To prevent workplace violence on a wider scale, an environment of care that fosters positive collegial relationships, facilitates open communication among health-care providers, and adopts a zero-tolerance policy for abuse must be cultivated. Nurse leaders and managers can enable an environment of safety that will minimize harm to patients and providers by embracing factors that create a culture of safety, such as effective communication and an organizational reporting system for incidences of workplace violence, as well as valuing the influences that positively impact the quality and safety of the delivery of patient care (Cronenwett et al., 2007).

There are several resources that nurse leaders and managers can use to ensure a healthy, safe work environment. TJC (2012) set standards for addressing workplace violence or behaviors that undermine a culture of safety as well as addressing the fact that behavior that intimidates others can create an environment of hostility and disrespect that affects morale, increases staff turnover, and leads to distractions and errors, all of which compromise patient safety (McNamara, 2012).

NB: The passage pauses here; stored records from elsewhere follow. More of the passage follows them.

//! Edit a user template's values and persist them.
//!
//! ```bash
//! payqr edit default --set N="New payee" --save-as rent
//! payqr edit rent --amount 15000,00
//! payqr edit rent --amount 100,00 --currency EUR
//! ```

use crate::catalog::{bootstrap, TemplateCatalog};
use crate::cli::common::CommandContext;
use crate::constants::DEFAULT_CURRENCY;
use crate::form::Session;
use crate::template::Overrides;
use anyhow::{Context, Result};
use clap::Args;
use colored::Colorize;
use std::path::PathBuf;

/// Apply edits to a template through a form session.
#[derive(Args, Debug, Clone)]
pub struct EditCommand {
    /// Name of the template to edit
    #[arg(value_name = "NAME")]
    pub name: String,

    /// New value for a field key; repeatable
    #[arg(short, long = "set", value_name = "KEY=VALUE")]
    pub set: Vec<String>,

    /// New amount, without currency
    #[arg(long, value_name = "AMOUNT")]
    pub amount: Option<String>,

    /// Currency for --amount (defaults to the current one)
    #[arg(long, value_name = "CODE", requires = "amount")]
    pub currency: Option<String>,

    /// Save under a new name instead of overwriting
    #[arg(long, value_name = "NEW")]
    pub save_as: Option<String>,

    /// User template directory (defaults to ~/.payqr/templates)
    #[arg(long, value_name = "DIR")]
    pub templates_dir: Option<PathBuf>,
}

impl EditCommand {
    /// Execute the edit command.
    ///
    /// # Errors
    ///
    /// Returns an error if the template cannot be opened, an edit targets a
    /// fixed or unknown field, or saving is refused or fails.
    pub fn execute(self, ctx: &CommandContext) -> Result<()> {
        let dir = ctx.templates_dir(self.templates_dir.as_deref())?;
        bootstrap(&ctx.install_root.bundled_dir(), &dir)?;
        let catalog = TemplateCatalog::discover(&dir)?;

        let mut session = Session::open_named(&ctx.install_root.config_path(), catalog, &self.name)?;

        let edits = Overrides::from_assignments(&self.set)?;
        for (key, value) in edits.iter() {
            session
                .form_mut()
                .set(key, value)
                .with_context(|| format!("Cannot edit '{key}' in template '{}'", self.name))?;
        }

        if let Some(amount) = &self.amount {
            let currency = match &self.currency {
                Some(currency) => currency.clone(),
                None => session.form().amount().map_or_else(
                    || DEFAULT_CURRENCY.to_string(),
                    |(currency, _)| currency,
                ),
            };
            session.form_mut().set_amount(&currency, amount)?;
        }

        match session.save(self.save_as.as_deref())? {
            Some(path) => println!(
                "{} template '{}' to {}",
                "Saved".green(),
                session.current_name(),
                path.display()
            ),
            None => println!("No changes to save"),
        }
        Ok(())
    }
}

Nurse leaders and managers can also use the ANA Code of Ethics for Nurses with Interpretive Statements (2015a), the ANA Nursing: Scope and Standards of Practice (2015b), and the ANA position statement Incivility, Bullying, and Workplace Violence (2015c) as guide lines to create and sustain a healthy work environment free of workplace violence. In addition, OSHA Guidelines for Preventing Workplace Violence for Healthcare and Social Services Workers (OSHA, 2015) is another valuable resource for nurse leaders and managers and provides violence prevention guidelines and effective ways to reduce risk of violence in the workplace.

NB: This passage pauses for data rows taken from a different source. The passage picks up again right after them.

//! PayQR - payment payloads from TOML templates, encoded as QR codes
//!
//! PayQR turns a pair of TOML documents into the compact `key:value|...`
//! payload used by instant-payment QR codes and writes that payload as an
//! image.
//!
//! # Architecture Overview
//!
//! - A **configuration document** (`templates/config.toml`) holds the fixed
//!   protocol fields (`K`, `V`, `C`) and the rendering settings.
//! - A **template document** holds the variable fields of one kind of
//!   payment (payee, amount, purpose, ...).
//! - The two are merged, normalized into an ordered list of fields, and
//!   rendered with optional per-key overrides.
//!
//! # Core Modules
//!
//! - [`template`] - document loading, merging, field normalization, rendering
//!   and saving
//! - [`qr`] - QR encoding and image output
//! - [`catalog`] - template discovery, bootstrap and install layout
//! - [`form`] - editable form state and template sessions
//! - [`config`] - global user settings (`~/.payqr/payqr.toml`)
//! - [`cli`] - the `payqr` command line
//! - [`core`] - error types and user-facing error reporting
//! - [`utils`] - file system helpers
//!
//! # Document Shapes
//!
//! Field tables can be laid out three ways; all render identically:
//!
//! ```toml
//! # Flat: one table per field at the top level
//! [Amount]
//! key = "I"
//! value = "RSD3596,13"
//!
//! # Grouped: tables under `fields`
//! [fields.Amount]
//! key = "I"
//! value = "RSD3596,13"
//!
//! # Array: an array of tables under `fields`
//! [[fields]]
//! key = "I"
//! value = "RSD3596,13"
//! label = "Amount"
//! ```
//!
//! # Example
//!
//! ```rust,no_run
//! use payqr::qr::QrEncoder;
//! use payqr::template::{Overrides, TemplateManager};
//! use std::path::Path;
//!
//! # fn example() -> anyhow::Result<()> {
//! let manager = TemplateManager::load(
//!     Path::new("templates/config.toml"),
//!     Path::new("templates/default.toml"),
//! )?;
//! let payload = manager.render_payload(&Overrides::new());
//! QrEncoder::new().encode_and_save(&payload, Path::new("payment.png"))?;
//! # Ok(())
//! # }
//! ```

pub mod catalog;
pub mod cli;
pub mod config;
pub mod constants;
pub mod core;
pub mod form;
pub mod qr;
pub mod template;
pub mod utils;

// test_utils module is available for both unit tests and integration tests
#[cfg(any(test, feature = "test-utils"))]
pub mod test_utils;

Nurse leaders and managers must also remember that creating and sustaining a healthy work environment is not their sole responsibility, but rather all nurses are accountable for a healthy work environment. Nurses have an individual responsibility to focus on what they can do to affect a healthy work environment. In a healthy work environment, professionals can use skilled communication to achieve positive outcomes. A model was developed for becoming a skilled communicator and encouraging nurses to become aware of self-deception, reflective, authentic, mindful, and candid (Kupperschmidt, Kientz, Ward, & Reinholz, 2010).

The five factors with operational definitions are displayed in Table 13-1. Nurse leaders and managers can also look to another model that identifies and addresses quality-of-life issues, including workplace violence, for nurses (Todaro-Franceschi, 2015). The model uses the acronym ART, which stands for Acknowledging a problem, Recognizing choices and choosing purposeful actions to take, and Turning toward self and others to reconnect with self and the environment in a way that fosters contentment.

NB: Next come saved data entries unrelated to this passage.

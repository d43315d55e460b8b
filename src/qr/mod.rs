//! QR encoding of rendered payloads.
//!
//! [`QrEncoder`] turns a payload string into a grayscale raster: dark modules
//! black on white, surrounded by a configurable quiet-zone border and
//! optionally resized to a fixed output size. The smallest symbol version
//! that fits the payload at the chosen error-correction level is used.
//!
//! ```rust,no_run
//! use payqr::qr::{ErrorCorrection, QrEncoder};
//! use std::path::Path;
//!
//! # fn example() -> Result<(), payqr::core::PayqrError> {
//! let encoder = QrEncoder::new()
//!     .with_error_correction(ErrorCorrection::M)
//!     .with_fixed_size(Some((490, 490)));
//! encoder.encode_and_save("K:PR|V:01|C:1", Path::new("payment.png"))?;
//! # Ok(())
//! # }
//! ```

use crate::core::PayqrError;
use image::imageops::{self, FilterType};
use image::{GrayImage, Luma};
use qrcode::{Color, EcLevel, QrCode};
use serde::Deserialize;
use std::fmt;
use std::path::{Path, PathBuf};
use std::str::FromStr;
use tracing::debug;

const DARK: Luma<u8> = Luma([0]);
const LIGHT: Luma<u8> = Luma([255]);

/// Default pixel size of one module.
pub const DEFAULT_MODULE_SIZE: u32 = 10;

/// Default quiet-zone width in modules.
pub const DEFAULT_BORDER: u32 = 4;

/// Largest image side, in pixels, the encoder will produce.
pub const MAX_IMAGE_SIDE: u32 = 16384;

/// QR error-correction level.
#[derive(Debug, Clone, Copy, Default, PartialEq, Eq, Deserialize)]
#[serde(try_from = "String")]
pub enum ErrorCorrection {
    /// About 7% recovery
    #[default]
    L,
    /// About 15% recovery
    M,
    /// About 25% recovery
    Q,
    /// About 30% recovery
    H,
}

impl ErrorCorrection {
    const fn ec_level(self) -> EcLevel {
        match self {
            Self::L => EcLevel::L,
            Self::M => EcLevel::M,
            Self::Q => EcLevel::Q,
            Self::H => EcLevel::H,
        }
    }
}

impl FromStr for ErrorCorrection {
    type Err = PayqrError;

    fn from_str(s: &str) -> Result<Self, Self::Err> {
        match s.trim().to_ascii_uppercase().as_str() {
            "L" => Ok(Self::L),
            "M" => Ok(Self::M),
            "Q" => Ok(Self::Q),
            "H" => Ok(Self::H),
            _ => Err(PayqrError::ConfigError {
                message: format!("unknown error correction level '{s}' (expected L, M, Q or H)"),
            }),
        }
    }
}

impl TryFrom<String> for ErrorCorrection {
    type Error = PayqrError;

    fn try_from(value: String) -> Result<Self, Self::Error> {
        value.parse()
    }
}

impl fmt::Display for ErrorCorrection {
    fn fmt(&self, f: &mut fmt::Formatter<'_>) -> fmt::Result {
        let letter = match self {
            Self::L => "L",
            Self::M => "M",
            Self::Q => "Q",
            Self::H => "H",
        };
        f.write_str(letter)
    }
}

/// Parse a `WIDTHxHEIGHT` size such as `490x490`.
///
/// # Errors
///
/// Returns [`PayqrError::InvalidSize`] for malformed input or a zero
/// dimension.
pub fn parse_size(value: &str) -> Result<(u32, u32), PayqrError> {
    let invalid = || PayqrError::InvalidSize {
        value: value.to_string(),
    };
    let (w, h) = value.trim().split_once(['x', 'X']).ok_or_else(invalid)?;
    let width: u32 = w.trim().parse().map_err(|_| invalid())?;
    let height: u32 = h.trim().parse().map_err(|_| invalid())?;
    if width == 0 || height == 0 {
        return Err(invalid());
    }
    Ok((width, height))
}

/// Encoder turning payload strings into QR images.
#[derive(Debug, Clone, PartialEq, Eq)]
pub struct QrEncoder {
    error_correction: ErrorCorrection,
    module_size: u32,
    border: u32,
    fixed_size: Option<(u32, u32)>,
}

impl Default for QrEncoder {
    fn default() -> Self {
        Self {
            error_correction: ErrorCorrection::default(),
            module_size: DEFAULT_MODULE_SIZE,
            border: DEFAULT_BORDER,
            fixed_size: None,
        }
    }
}

impl QrEncoder {
    /// Encoder with level L, 10 px modules, a 4 module border and no resize.
    #[must_use]
    pub fn new() -> Self {
        Self::default()
    }

    /// Set the error-correction level.
    #[must_use]
    pub const fn with_error_correction(mut self, level: ErrorCorrection) -> Self {
        self.error_correction = level;
        self
    }

    /// Set the pixel size of one module (minimum 1).
    #[must_use]
    pub fn with_module_size(mut self, module_size: u32) -> Self {
        self.module_size = module_size.max(1);
        self
    }

    /// Set the quiet-zone width in modules.
    #[must_use]
    pub const fn with_border(mut self, border: u32) -> Self {
        self.border = border;
        self
    }

    /// Resize the final image to a fixed `(width, height)`.
    #[must_use]
    pub const fn with_fixed_size(mut self, size: Option<(u32, u32)>) -> Self {
        self.fixed_size = size;
        self
    }

    /// The configured error-correction level.
    #[must_use]
    pub const fn error_correction(&self) -> ErrorCorrection {
        self.error_correction
    }

    /// Encode a payload into a grayscale image.
    ///
    /// # Errors
    ///
    /// Returns [`PayqrError::EncoderError`] if the payload does not fit in
    /// any QR version at the chosen level, or if the image would be larger
    /// than [`MAX_IMAGE_SIDE`] on either side.
    pub fn encode(&self, payload: &str) -> Result<GrayImage, PayqrError> {
        let level = self.error_correction.ec_level();
        let code = QrCode::with_error_correction_level(payload.as_bytes(), level).map_err(|e| {
            PayqrError::EncoderError {
                operation: "encode payload".to_string(),
                reason: e.to_string(),
            }
        })?;

        let modules = u32::try_from(code.width()).map_err(|e| PayqrError::EncoderError {
            operation: "encode payload".to_string(),
            reason: e.to_string(),
        })?;
        let colors = code.to_colors();
        let border_px = self.border.checked_mul(self.module_size);
        let side = border_px
            .and_then(|b| b.checked_mul(2))
            .zip(modules.checked_mul(self.module_size))
            .and_then(|(borders, body)| borders.checked_add(body))
            .filter(|side| *side <= MAX_IMAGE_SIDE);
        let (Some(border_px), Some(side)) = (border_px, side) else {
            return Err(PayqrError::EncoderError {
                operation: "encode payload".to_string(),
                reason: format!(
                    "image would exceed {MAX_IMAGE_SIDE}px per side ({modules} modules, module size {}, border {})",
                    self.module_size, self.border
                ),
            });
        };

        let image = GrayImage::from_fn(side, side, |x, y| {
            if x < border_px || y < border_px {
                return LIGHT;
            }
            let col = (x - border_px) / self.module_size;
            let row = (y - border_px) / self.module_size;
            if col >= modules || row >= modules {
                return LIGHT;
            }
            match colors[(row * modules + col) as usize] {
                Color::Dark => DARK,
                Color::Light => LIGHT,
            }
        });

        debug!(
            modules,
            side,
            level = %self.error_correction,
            payload_len = payload.len(),
            "Encoded QR symbol"
        );

        if let Some((width, height)) = self.fixed_size {
            if width > MAX_IMAGE_SIDE || height > MAX_IMAGE_SIDE {
                return Err(PayqrError::EncoderError {
                    operation: "resize image".to_string(),
                    reason: format!("{width}x{height} exceeds {MAX_IMAGE_SIDE}px per side"),
                });
            }
        }

        Ok(match self.fixed_size {
            Some((width, height)) => imageops::resize(&image, width, height, FilterType::Lanczos3),
            None => image,
        })
    }

    /// Save an image; the format follows the file extension.
    ///
    /// # Errors
    ///
    /// Returns [`PayqrError::EncoderError`] if the image cannot be written.
    pub fn save(&self, image: &GrayImage, path: &Path) -> Result<(), PayqrError> {
        image.save(path).map_err(|e| PayqrError::EncoderError {
            operation: format!("save image to {}", path.display()),
            reason: e.to_string(),
        })
    }

    /// Encode a payload and save the image, returning the output path.
    ///
    /// # Errors
    ///
    /// Returns [`PayqrError::EncoderError`] if encoding or saving fails.
    pub fn encode_and_save(&self, payload: &str, path: &Path) -> Result<PathBuf, PayqrError> {
        let image = self.encode(payload)?;
        self.save(&image, path)?;
        Ok(path.to_path_buf())
    }
}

This model urges nurses to speak up and advocate for themselves rather than remaining silent or “going along to get along,” which results in a lose-lose situation. Effective nurse leaders and managers understand that their staff members “want to be heard, understood, and respected for what they bring to the workplace” (Todaro-Franceschi, 2015).

Conclusion

An unhealthy work environment lacks safe patient mobility equipment, ignores nurse fatigue, and encourages disruptive behaviors. Errors and preventable adverse outcomes, which are common in such environments, contribute to poor patient satisfaction, increase cost of care, and negatively impact nurse retention. All nurses, regardless of role, have a responsibility to contribute to a safe and healthy environment that encourages respectful interactions with patients, families, and colleagues (ANA, 2015a).

Nurses at all levels and in all settings have a moral obligation to collaborate to create an environment that fosters respect and is free from workplace violence. Nurse leaders and managers have an ethical and legal responsibility to provide a safe and healthy work environment. An environment of mutual respect promotes joy and meaning at work and enables nurses to be more satisfied and able to deliver more effective care. All factors that contribute to an unhealthy work environment must be addressed to ensure quality and pro mote a culture of safety for both patients and staff. Otherwise, sustaining a culture of safety becomes impossible.